Уровень 2. Сократ: первая жертва за матрицу
Перспектива, которую я предложил, описав матрицу и общий механизм ее работы в интегральной психике древних греков, сама собой направляет взгляд наблюдателя на очень хорошо известную всем личность — Сократа. Сократ, выученик софистов, был первым ключевым звеном европейской духовной истории и одним из ее ярчайших символов, в том числе символов веры. Именно благодаря Сократу (вернее, тому общему психическому процессу, начало которого выявилось в его умственной работе) матрица стала, подобно пылающему солнцу, необратимо восходить над духовным горизонтом европейцев, возвещая им наступление новой эпохи, отмеченной палящим зноем и изнурительной погоней за той добычей, что так манила к себе разум европейцев. Он сделал наконец явным то, по чему так пламенно и бессознательно томились греки, когда показал и обосновал ведущую роль сознания в лице чистого мышления: отныне только оно определяет «истину бытия», а, значит, и природу бытия, и торжествующе устанавливает свой (по идее) полный контроль над жизнью [1] .
1
Что предшествовало этой сравнительно новой психологической позиции, можно видеть на примере позднего Платона, оказавшегося на перепутье, — в «Политике» (268е—272а) он строит замысловатый миф, основанный на циклической идее в сочетании с идеей обратимости времени: в одном цикле космосом управляет сам его создатель, и время течет «вперед», а в следующем цикле бог дает творению свободу, и тогда время идет вспять. Этой идее не соответствовал никакой явный философский смысл, и она в качестве философской не обсуждалась (что-то подобное в последние десятилетия появилось в качестве маргинальной физической гипотезы, статус которой пока близок к метафизическому). Зато у нее есть смысл психологический: она выражает тот факт, что сознание («сотворенный космос») еще не решилось обособиться от бессознательного («творца», бога) и находилось под его частичным контролем. Что такая позиция сильно отличалась, например, от стоической, очевидно из перемены значений энтропии и негэнтропии: у Платона первая свойственна именно сознанию (управляемому), а вторая бессознательному (управляющему); у стоиков сознание (космос) уже умеет управлять собой, пусть пока и не без помощи бессознательного, и делает это на основе автоматически действующей закономерности (в ее самой примитивной форме — механической причинности и повторения). Чем дальше, тем больше в истории европейского мышления Бог осмысливался как абсолютное сознание (хотя с психологической точки зрения не переставал при этом быть манифестацией в сознании именно бессознательного).
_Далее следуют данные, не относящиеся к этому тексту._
use super::*;

use std::collections::HashMap;

use anyhow::{anyhow, Result};
use async_trait::async_trait;
use shared::domain::{MovieDetails, MovieId};

fn movie(id: i64, title: &str) -> Movie {
    Movie {
        id: MovieId(id),
        title: title.into(),
        poster_path: Some(format!("/{id}.jpg")),
        release_date: None,
        vote_average: 0.0,
        overview: String::new(),
    }
}

#[derive(Default)]
struct TestProvider {
    results: HashMap<String, Vec<Movie>>,
    latency: HashMap<String, Duration>,
    fail_with: Option<String>,
    panic_with: Option<String>,
    calls: Mutex<Vec<String>>,
}

impl TestProvider {
    fn with_results(mut self, query: &str, movies: Vec<Movie>) -> Self {
        self.results.insert(query.to_string(), movies);
        self
    }

    fn with_latency(mut self, query: &str, latency: Duration) -> Self {
        self.latency.insert(query.to_string(), latency);
        self
    }

    fn failing(message: &str) -> Self {
        Self {
            fail_with: Some(message.to_string()),
            ..Self::default()
        }
    }

    fn panicking(message: &str) -> Self {
        Self {
            panic_with: Some(message.to_string()),
            ..Self::default()
        }
    }

    fn calls(&self) -> Vec<String> {
        self.calls.lock().expect("calls").clone()
    }
}

#[async_trait]
impl MovieSearchProvider for TestProvider {
    async fn search_movies(&self, query: &str) -> Result<Vec<Movie>> {
        self.calls.lock().expect("calls").push(query.to_string());
        if let Some(latency) = self.latency.get(query) {
            tokio::time::sleep(*latency).await;
        }
        if let Some(message) = &self.panic_with {
            std::panic::panic_any(message.clone());
        }
        if let Some(message) = &self.fail_with {
            return Err(anyhow!(message.clone()));
        }
        Ok(self.results.get(query).cloned().unwrap_or_default())
    }

    async fn discover_movies(&self) -> Result<Vec<Movie>> {
        Err(anyhow!("discover not used by search tests"))
    }

    async fn movie_details(&self, movie_id: MovieId) -> Result<MovieDetails> {
        Err(anyhow!("no details for movie {movie_id}"))
    }
}

#[derive(Default)]
struct TestRecorder {
    fail_with: Option<String>,
    records: Mutex<Vec<(String, MovieId)>>,
}

impl TestRecorder {
    fn failing(message: &str) -> Self {
        Self {
            fail_with: Some(message.to_string()),
            ..Self::default()
        }
    }

    fn records(&self) -> Vec<(String, MovieId)> {
        self.records.lock().expect("records").clone()
    }
}

#[async_trait]
impl SearchCountRecorder for TestRecorder {
    async fn record_search(&self, query: &str, top_result: &Movie) -> Result<()> {
        self.records
            .lock()
            .expect("records")
            .push((query.to_string(), top_result.id));
        match &self.fail_with {
            Some(message) => Err(anyhow!(message.clone())),
            None => Ok(()),
        }
    }
}

fn controller(
    provider: &Arc<TestProvider>,
    recorder: &Arc<TestRecorder>,
) -> DebouncedSearchController {
    DebouncedSearchController::new(
        Arc::clone(provider) as Arc<dyn MovieSearchProvider>,
        Arc::clone(recorder) as Arc<dyn SearchCountRecorder>,
    )
}

async fn advance_ms(ms: u64) {
    tokio::time::sleep(Duration::from_millis(ms)).await;
}

#[tokio::test(start_paused = true)]
async fn starts_idle_and_empty() {
    let provider = Arc::new(TestProvider::default());
    let recorder = Arc::new(TestRecorder::default());
    let search = controller(&provider, &recorder);

    assert_eq!(search.phase(), SearchPhase::Idle);
    assert_eq!(search.query_text(), "");
    assert_eq!(search.state(), FetchState::default());
    assert_eq!(search.delay(), DEFAULT_DEBOUNCE);
}

#[tokio::test(start_paused = true)]
async fn stable_query_issues_one_search_and_records_top_result() {
    let provider = Arc::new(
        TestProvider::default()
            .with_results("batman", vec![movie(268, "Batman"), movie(414906, "The Batman")]),
    );
    let recorder = Arc::new(TestRecorder::default());
    let search = controller(&provider, &recorder);

    search.set_query("batman");
    assert_eq!(search.phase(), SearchPhase::PendingDebounce);
    advance_ms(499).await;
    assert!(provider.calls().is_empty());

    advance_ms(101).await;
    assert_eq!(provider.calls(), vec!["batman".to_string()]);
    assert_eq!(recorder.records(), vec![("batman".to_string(), MovieId(268))]);
    assert_eq!(search.phase(), SearchPhase::Resolved);
    assert_eq!(search.data().map(|movies| movies.len()), Some(2));
    assert!(!search.loading());
    assert_eq!(search.error(), None);
}

#[tokio::test(start_paused = true)]
async fn rapid_changes_only_search_last_value() {
    let provider = Arc::new(TestProvider::default().with_results("batman2", vec![movie(2, "B2")]));
    let recorder = Arc::new(TestRecorder::default());
    let search = controller(&provider, &recorder);

    search.set_query("b");
    advance_ms(100).await;
    search.set_query("bat");
    advance_ms(200).await;
    search.set_query("batman");
    advance_ms(100).await;
    search.set_query("batman2");
    advance_ms(600).await;

    assert_eq!(provider.calls(), vec!["batman2".to_string()]);
    assert_eq!(recorder.records(), vec![("batman2".to_string(), MovieId(2))]);
}

#[tokio::test(start_paused = true)]
async fn blank_query_resets_synchronously_without_searching() {
    let provider = Arc::new(TestProvider::default().with_results("batman", vec![movie(1, "Batman")]));
    let recorder = Arc::new(TestRecorder::default());
    let search = controller(&provider, &recorder);

    search.set_query("batman");
    advance_ms(600).await;
    assert!(search.data().is_some());

    search.set_query("   ");
    assert_eq!(search.phase(), SearchPhase::Idle);
    assert_eq!(search.state(), FetchState::default());

    advance_ms(1_000).await;
    assert_eq!(provider.calls().len(), 1);
}

#[tokio::test(start_paused = true)]
async fn blank_query_cancels_pending_timer() {
    let provider = Arc::new(TestProvider::default());
    let recorder = Arc::new(TestRecorder::default());
    let search = controller(&provider, &recorder);

    search.set_query("batman");
    advance_ms(300).await;
    search.set_query("");
    advance_ms(1_000).await;

    assert!(provider.calls().is_empty());
    assert_eq!(search.phase(), SearchPhase::Idle);
}

#[tokio::test(start_paused = true)]
async fn empty_results_skip_recorder() {
    let provider = Arc::new(TestProvider::default());
    let recorder = Arc::new(TestRecorder::default());
    let search = controller(&provider, &recorder);

    search.set_query("zzzzqx");
    advance_ms(600).await;

    assert_eq!(search.data(), Some(Vec::new()));
    assert_eq!(search.error(), None);
    assert!(recorder.records().is_empty());
    assert_eq!(search.phase(), SearchPhase::Resolved);
}

#[tokio::test(start_paused = true)]
async fn provider_failure_lands_in_error_without_recording() {
    let provider = Arc::new(TestProvider::failing("failed to fetch movies: 503"));
    let recorder = Arc::new(TestRecorder::default());
    let search = controller(&provider, &recorder);

    search.set_query("batman");
    advance_ms(600).await;

    let state = search.state();
    assert_eq!(
        state.error,
        Some(FetchError::new("failed to fetch movies: 503"))
    );
    assert!(!state.loading);
    assert!(recorder.records().is_empty());
    assert_eq!(search.phase(), SearchPhase::Resolved);
}

#[tokio::test(start_paused = true)]
async fn panicking_provider_reports_generic_error() {
    let provider = Arc::new(TestProvider::panicking("teapot"));
    let recorder = Arc::new(TestRecorder::default());
    let search = controller(&provider, &recorder);

    search.set_query("batman");
    advance_ms(600).await;

    let state = search.state();
    assert_eq!(state.error, Some(FetchError::generic()));
    assert_eq!(state.data, None);
    assert!(!state.loading);
}

#[tokio::test(start_paused = true)]
async fn recorder_failure_does_not_touch_search_state() {
    let provider = Arc::new(TestProvider::default().with_results("batman", vec![movie(1, "Batman")]));
    let recorder = Arc::new(TestRecorder::failing("count store unavailable"));
    let search = controller(&provider, &recorder);

    search.set_query("batman");
    advance_ms(600).await;

    assert_eq!(recorder.records().len(), 1);
    assert_eq!(search.error(), None);
    assert_eq!(search.data().map(|movies| movies.len()), Some(1));
    assert_eq!(search.phase(), SearchPhase::Resolved);
}

#[tokio::test(start_paused = true)]
async fn loading_tracks_in_flight_search() {
    let provider = Arc::new(
        TestProvider::default()
            .with_results("batman", vec![movie(1, "Batman")])
            .with_latency("batman", Duration::from_millis(300)),
    );
    let recorder = Arc::new(TestRecorder::default());
    let search = controller(&provider, &recorder);

    search.set_query("batman");
    advance_ms(600).await;
    assert!(search.loading());
    assert_eq!(search.phase(), SearchPhase::Searching);

    advance_ms(300).await;
    assert!(!search.loading());
    assert_eq!(search.phase(), SearchPhase::Resolved);
}

#[tokio::test(start_paused = true)]
async fn stale_search_result_is_discarded() {
    let provider = Arc::new(
        TestProvider::default()
            .with_results("slow", vec![movie(1, "Slow")])
            .with_latency("slow", Duration::from_millis(1_000))
            .with_results("fast", vec![movie(2, "Fast")]),
    );
    let recorder = Arc::new(TestRecorder::default());
    let search = controller(&provider, &recorder);

    search.set_query("slow");
    advance_ms(600).await;
    assert!(search.loading());

    search.set_query("fast");
    advance_ms(600).await;
    assert_eq!(search.data().map(|movies| movies[0].id), Some(MovieId(2)));

    advance_ms(1_000).await;
    assert_eq!(provider.calls(), vec!["slow".to_string(), "fast".to_string()]);
    assert_eq!(search.data().map(|movies| movies[0].id), Some(MovieId(2)));
    assert_eq!(recorder.records(), vec![("fast".to_string(), MovieId(2))]);
    assert!(!search.loading());
}

#[tokio::test(start_paused = true)]
async fn teardown_stops_pending_and_in_flight_work() {
    let provider = Arc::new(
        TestProvider::default()
            .with_results("batman", vec![movie(1, "Batman")])
            .with_latency("batman", Duration::from_millis(300)),
    );
    let recorder = Arc::new(TestRecorder::default());

    let search = controller(&provider, &recorder);
    search.set_query("batman");
    advance_ms(600).await;
    let mut updates = search.subscribe();
    updates.borrow_and_update();
    search.teardown();

    advance_ms(1_000).await;
    assert!(!updates.has_changed().expect("sender alive"));
    assert!(recorder.records().is_empty());

    let dropped = controller(&provider, &recorder);
    dropped.set_query("batman");
    drop(dropped);
    advance_ms(1_000).await;
    assert_eq!(provider.calls().len(), 1);
}

#[tokio::test(start_paused = true)]
async fn view_reflects_controller_state() {
    let provider = Arc::new(TestProvider::default().with_results("batman", vec![movie(1, "Batman")]));
    let recorder = Arc::new(TestRecorder::default());
    let search = controller(&provider, &recorder);

    assert_eq!(search.view().status(), crate::view::SearchStatus::Prompt);
    search.set_query("batman");
    advance_ms(600).await;
    assert_eq!(
        search.view().status_line().as_deref(),
        Some("Search results for batman")
    );
}

fn shared_controller(
    provider: &Arc<TestProvider>,
    recorder: &Arc<TestRecorder>,
) -> Arc<DebouncedSearchController> {
    Arc::new(controller(provider, recorder))
}

/// Changes the query from another task at `after_ms`, i.e. in the same
/// scheduler tick as a timer armed at time zero with the default delay.
fn spawn_typist(
    search: &Arc<DebouncedSearchController>,
    after_ms: u64,
    text: &'static str,
) -> JoinHandle<()> {
    let search = Arc::clone(search);
    tokio::spawn(async move {
        advance_ms(after_ms).await;
        search.set_query(text);
    })
}

#[tokio::test(start_paused = true)]
async fn blanking_query_as_timer_fires_never_searches_blank_text() {
    let provider = Arc::new(TestProvider::default());
    let recorder = Arc::new(TestRecorder::default());
    let search = shared_controller(&provider, &recorder);

    search.set_query("batman");
    let typist = spawn_typist(&search, 500, "   ");
    advance_ms(1_500).await;
    typist.await.expect("typist");

    let calls = provider.calls();
    assert!(calls.iter().all(|query| query == "batman"), "{calls:?}");
    assert_eq!(search.phase(), SearchPhase::Idle);
    assert_eq!(search.state(), FetchState::default());
    assert!(recorder.records().is_empty());
}

#[tokio::test(start_paused = true)]
async fn changing_query_as_timer_fires_searches_new_query_once() {
    let provider = Arc::new(
        TestProvider::default()
            .with_results("batman", vec![movie(1, "Batman")])
            .with_results("batman2", vec![movie(2, "B2")]),
    );
    let recorder = Arc::new(TestRecorder::default());
    let search = shared_controller(&provider, &recorder);

    search.set_query("batman");
    let typist = spawn_typist(&search, 500, "batman2");
    advance_ms(1_500).await;
    typist.await.expect("typist");

    let calls = provider.calls();
    assert_eq!(
        calls.iter().filter(|query| *query == "batman2").count(),
        1,
        "{calls:?}"
    );
    let records = recorder.records();
    assert_eq!(
        records.iter().filter(|(query, _)| query == "batman2").count(),
        1,
        "{records:?}"
    );
    assert_eq!(search.data().map(|movies| movies[0].id), Some(MovieId(2)));
    assert_eq!(search.phase(), SearchPhase::Resolved);
}

#[tokio::test(start_paused = true)]
async fn set_query_after_teardown_is_ignored() {
    let provider = Arc::new(TestProvider::default().with_results("batman", vec![movie(1, "Batman")]));
    let recorder = Arc::new(TestRecorder::default());
    let search = controller(&provider, &recorder);
    let mut phases = search.subscribe_phase();

    search.teardown();
    search.set_query("batman");
    advance_ms(1_000).await;

    assert_eq!(search.query_text(), "");
    assert_eq!(search.phase(), SearchPhase::Idle);
    assert!(!phases.has_changed().expect("sender alive"));
    assert_eq!(search.state(), FetchState::default());
    assert!(provider.calls().is_empty());
    assert!(recorder.records().is_empty());
}
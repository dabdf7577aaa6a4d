//! Bottom- and top-level acceleration structure builds.
//!
//! Builds run on an internal one-shot command buffer and block on a fresh
//! timeline semaphore; the caller never sees the intermediate objects.

use ash::vk;

use super::buffer::{create_internal_buffer, destroy_internal_buffer, BufferRecord};
use super::{resolve, BlasRecord, Context, TlasRecord};
use crate::error::{fatal, recoverable, GpuError, GpuResult};
use crate::limits::all_opaque;
use crate::{
    Blas, BlasCreateInfo, BufferUsage, MemoryProperties, SignalSemaphoreInfo, Tlas,
    TlasCreateInfo, WaitSemaphoreInfo,
};

impl Context {
    /// Shared build path: query sizes, allocate backing and scratch, record a
    /// single build command, submit, and wait. Partial resources are torn
    /// down on failure.
    fn create_top_or_bottom_as(
        &mut self,
        as_type: vk::AccelerationStructureTypeKHR,
        geometry: &vk::AccelerationStructureGeometryKHR,
        primitive_count: u32,
    ) -> GpuResult<(vk::AccelerationStructureKHR, BufferRecord)> {
        let mut build_info = vk::AccelerationStructureBuildGeometryInfoKHR::default()
            .ty(as_type)
            .flags(vk::BuildAccelerationStructureFlagsKHR::PREFER_FAST_TRACE)
            .mode(vk::BuildAccelerationStructureModeKHR::BUILD)
            .geometries(std::slice::from_ref(geometry));

        let mut size_info = vk::AccelerationStructureBuildSizesInfoKHR::default();
        unsafe {
            self.device.acceleration_structure.get_acceleration_structure_build_sizes(
                vk::AccelerationStructureBuildTypeKHR::DEVICE,
                &build_info,
                &[primitive_count],
                &mut size_info,
            );
        }

        let as_buffer = create_internal_buffer(
            &mut self.device,
            BufferUsage::SHADER_DEVICE_ADDRESS | BufferUsage::ACCELERATION_STRUCTURE_STORAGE,
            MemoryProperties::DEVICE_LOCAL,
            size_info.acceleration_structure_size,
            0,
            Some("[AS buffer]"),
            0,
        )?;

        let as_create_info = vk::AccelerationStructureCreateInfoKHR::default()
            .buffer(as_buffer.buffer)
            .size(size_info.acceleration_structure_size)
            .ty(as_type);

        let acceleration_structure = match unsafe {
            self.device
                .acceleration_structure
                .create_acceleration_structure(&as_create_info, None)
        } {
            Ok(acceleration_structure) => acceleration_structure,
            Err(err) => {
                destroy_internal_buffer(&mut self.device, as_buffer);
                recoverable!(
                    GpuError::CreationFailed("acceleration structure"),
                    "failed to create acceleration structure object: {err}"
                );
            }
        };

        let scratch_alignment = self
            .device
            .internal_properties
            .min_acceleration_structure_scratch_offset_alignment
            as u64;

        // Scratch memory carries the dedicated AS-scratch alignment.
        let scratch_buffer = match create_internal_buffer(
            &mut self.device,
            BufferUsage::STORAGE | BufferUsage::SHADER_DEVICE_ADDRESS,
            MemoryProperties::DEVICE_LOCAL,
            size_info.build_scratch_size,
            scratch_alignment,
            Some("[AS scratch buffer]"),
            scratch_alignment,
        ) {
            Ok(buffer) => buffer,
            Err(err) => {
                unsafe {
                    self.device
                        .acceleration_structure
                        .destroy_acceleration_structure(acceleration_structure, None);
                }
                destroy_internal_buffer(&mut self.device, as_buffer);
                return Err(err);
            }
        };

        build_info.dst_acceleration_structure = acceleration_structure;
        build_info.scratch_data = vk::DeviceOrHostAddressKHR {
            device_address: scratch_buffer.gpu_address,
        };

        let range_info = vk::AccelerationStructureBuildRangeInfoKHR::default()
            .primitive_count(primitive_count);

        let mut cleanup = |ctx: &mut Context, scratch: BufferRecord| {
            unsafe {
                ctx.device
                    .acceleration_structure
                    .destroy_acceleration_structure(acceleration_structure, None);
            }
            destroy_internal_buffer(&mut ctx.device, scratch);
        };

        let command_buffer = match self.create_command_buffer() {
            Ok(command_buffer) => command_buffer,
            Err(err) => {
                cleanup(self, scratch_buffer);
                destroy_internal_buffer(&mut self.device, as_buffer);
                return Err(err);
            }
        };

        if let Err(err) = self.begin_command_buffer(command_buffer) {
            self.destroy_command_buffer(command_buffer);
            cleanup(self, scratch_buffer);
            destroy_internal_buffer(&mut self.device, as_buffer);
            return Err(err);
        }

        let vk_command_buffer = resolve!(self, command_buffers, command_buffer).command_buffer;
        unsafe {
            self.device.acceleration_structure.cmd_build_acceleration_structures(
                vk_command_buffer,
                &[build_info],
                &[&[range_info]],
            );
        }
        self.end_command_buffer(command_buffer);

        let semaphore = match self.create_semaphore(0) {
            Ok(semaphore) => semaphore,
            Err(err) => {
                self.destroy_command_buffer(command_buffer);
                cleanup(self, scratch_buffer);
                destroy_internal_buffer(&mut self.device, as_buffer);
                return Err(err);
            }
        };

        self.submit_command_buffer(
            command_buffer,
            &[SignalSemaphoreInfo { semaphore, value: 1 }],
            &[],
        );
        let wait_result =
            self.wait_semaphores(&[WaitSemaphoreInfo { semaphore, value: 1 }], u64::MAX);

        self.destroy_semaphore(semaphore);
        self.destroy_command_buffer(command_buffer);
        destroy_internal_buffer(&mut self.device, scratch_buffer);

        if let Err(err) = wait_result {
            unsafe {
                self.device
                    .acceleration_structure
                    .destroy_acceleration_structure(acceleration_structure, None);
            }
            destroy_internal_buffer(&mut self.device, as_buffer);
            return Err(err);
        }

        Ok((acceleration_structure, as_buffer))
    }

    pub fn create_blas(&mut self, create_info: &BlasCreateInfo) -> GpuResult<Blas> {
        let vertex_address = {
            let record = resolve!(self, buffers, create_info.vertex_buffer);
            record.gpu_address
        };
        let index_address = {
            let record = resolve!(self, buffers, create_info.index_buffer);
            record.gpu_address
        };

        let triangles = vk::AccelerationStructureGeometryTrianglesDataKHR::default()
            .vertex_format(vk::Format::R32G32B32_SFLOAT)
            .vertex_data(vk::DeviceOrHostAddressConstKHR {
                device_address: vertex_address,
            })
            .vertex_stride(std::mem::size_of::<f32>() as u64 * 3)
            .max_vertex(create_info.max_vertex)
            .index_type(vk::IndexType::UINT32)
            .index_data(vk::DeviceOrHostAddressConstKHR {
                device_address: index_address,
            });

        let geometry = vk::AccelerationStructureGeometryKHR::default()
            .geometry_type(vk::GeometryTypeKHR::TRIANGLES)
            .geometry(vk::AccelerationStructureGeometryDataKHR { triangles })
            .flags(if create_info.is_opaque {
                vk::GeometryFlagsKHR::OPAQUE
            } else {
                vk::GeometryFlagsKHR::empty()
            });

        let (acceleration_structure, as_buffer) = match self.create_top_or_bottom_as(
            vk::AccelerationStructureTypeKHR::BOTTOM_LEVEL,
            &geometry,
            create_info.triangle_count,
        ) {
            Ok(result) => result,
            Err(err) => {
                log::error!("{}:{}: failed to build BLAS", file!(), line!());
                return Err(err);
            }
        };

        if let Some(name) = create_info.debug_name {
            self.set_object_name(
                vk::ObjectType::ACCELERATION_STRUCTURE_KHR,
                vk::Handle::as_raw(acceleration_structure),
                name,
            );
        }

        let address_info = vk::AccelerationStructureDeviceAddressInfoKHR::default()
            .acceleration_structure(acceleration_structure);
        let address = unsafe {
            self.device
                .acceleration_structure
                .get_acceleration_structure_device_address(&address_info)
        };

        let handle = self.blases.allocate();
        self.blases.insert(
            handle,
            BlasRecord {
                acceleration_structure,
                address,
                buffer: as_buffer,
                is_opaque: create_info.is_opaque,
            },
        );

        Ok(Blas(handle))
    }

    pub fn create_tlas(&mut self, create_info: &TlasCreateInfo) -> GpuResult<Tlas> {
        let instance_count = create_info.instances.len();
        let instance_stride = std::mem::size_of::<vk::AccelerationStructureInstanceKHR>();

        // An empty TLAS still gets a minimal one-element instance buffer.
        let instance_buffer = create_internal_buffer(
            &mut self.device,
            BufferUsage::SHADER_DEVICE_ADDRESS | BufferUsage::ACCELERATION_STRUCTURE_BUILD_INPUT,
            MemoryProperties::HOST_VISIBLE,
            (instance_count.max(1) * instance_stride) as u64,
            16, // required by the API
            create_info.debug_name,
            0,
        )?;

        let mut blas_opacity = Vec::with_capacity(instance_count);
        for (i, instance) in create_info.instances.iter().enumerate() {
            let (blas_address, blas_opaque) = {
                let record = resolve!(self, blases, instance.blas);
                (record.address, record.is_opaque)
            };
            blas_opacity.push(blas_opaque);

            if instance.instance_custom_index & 0xff00_0000 != 0 {
                fatal!("instance custom index must be smaller than 2^24");
            }

            let mut transform = [0.0f32; 12];
            for row in 0..3 {
                transform[row * 4..row * 4 + 4].copy_from_slice(&instance.transform[row]);
            }

            let vk_instance = vk::AccelerationStructureInstanceKHR {
                transform: vk::TransformMatrixKHR { matrix: transform },
                instance_custom_index_and_mask: vk::Packed24_8::new(
                    instance.instance_custom_index,
                    0xff,
                ),
                instance_shader_binding_table_record_offset_and_flags: vk::Packed24_8::new(
                    instance.hit_group_index,
                    vk::GeometryInstanceFlagsKHR::TRIANGLE_FACING_CULL_DISABLE.as_raw() as u8,
                ),
                acceleration_structure_reference: vk::AccelerationStructureReferenceKHR {
                    device_handle: blas_address,
                },
            };

            unsafe {
                std::ptr::write_unaligned(
                    instance_buffer
                        .cpu_ptr
                        .add(i * instance_stride)
                        .cast::<vk::AccelerationStructureInstanceKHR>(),
                    vk_instance,
                );
            }
        }

        let geometry = vk::AccelerationStructureGeometryKHR::default()
            .geometry_type(vk::GeometryTypeKHR::INSTANCES)
            .geometry(vk::AccelerationStructureGeometryDataKHR {
                instances: vk::AccelerationStructureGeometryInstancesDataKHR::default().data(
                    vk::DeviceOrHostAddressConstKHR {
                        device_address: instance_buffer.gpu_address,
                    },
                ),
            })
            .flags(if all_opaque(&blas_opacity) {
                vk::GeometryFlagsKHR::OPAQUE
            } else {
                vk::GeometryFlagsKHR::empty()
            });

        let result = self.create_top_or_bottom_as(
            vk::AccelerationStructureTypeKHR::TOP_LEVEL,
            &geometry,
            instance_count as u32,
        );

        destroy_internal_buffer(&mut self.device, instance_buffer);

        let (acceleration_structure, as_buffer) = match result {
            Ok(result) => result,
            Err(err) => {
                log::error!("{}:{}: failed to build TLAS", file!(), line!());
                return Err(err);
            }
        };

        if let Some(name) = create_info.debug_name {
            self.set_object_name(
                vk::ObjectType::ACCELERATION_STRUCTURE_KHR,
                vk::Handle::as_raw(acceleration_structure),
                name,
            );
        }

        let handle = self.tlases.allocate();
        self.tlases.insert(
            handle,
            TlasRecord {
                acceleration_structure,
                buffer: as_buffer,
            },
        );

        Ok(Tlas(handle))
    }

    pub fn destroy_blas(&mut self, blas: Blas) {
        let Some(record) = self.blases.free(blas.0) else {
            fatal!("invalid handle!");
        };
        unsafe {
            self.device
                .acceleration_structure
                .destroy_acceleration_structure(record.acceleration_structure, None);
        }
        destroy_internal_buffer(&mut self.device, record.buffer);
    }

    pub fn destroy_tlas(&mut self, tlas: Tlas) {
        let Some(record) = self.tlases.free(tlas.0) else {
            fatal!("invalid handle!");
        };
        unsafe {
            self.device
                .acceleration_structure
                .destroy_acceleration_structure(record.acceleration_structure, None);
        }
        destroy_internal_buffer(&mut self.device, record.buffer);
    }
}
Есть, согласно платоновскому Сократу, «благо само по себе», «справедливость сама по себе», «красота» и т. д. — все это существует «само по себе», то есть представляет собой чистые идеи вещей, и эти идеи-то и определяют, какими быть вещам и быть ли им вообще. «Вещи», материя — это символическое (бессознательное) выражение бессознательного в структуре мышления. Бессознательное как материю Сократ (судя по Платону) отнюдь не отрицает, но наделяет пассивной и вторичной ролью в отношении мира идей, то есть сознания, и его средоточия — демиургического разума [2] .
2
Характерно, что в греческом бессознательном самоописании психики противоположности сознания и бессознательного еще не достигли своего выражения как предельных и абсолютных величин. Об этом говорит отсутствие в греческой культуре представлений о воплощенных добре и зле (вроде ангелов, святых и дьявола): там не было добрых и злых богов; титаны — воплощение отжившего старого, более первобытного, они не желают зла никому из людей; даже мифологические чудовища хотя и губительны, но не выступают специальными носителями зла; они суть части природы. Все греческие боги и герои способны и на добро, и на зло. Представления о воплощенности и воплощениях добра и зла появляются только в христианстве.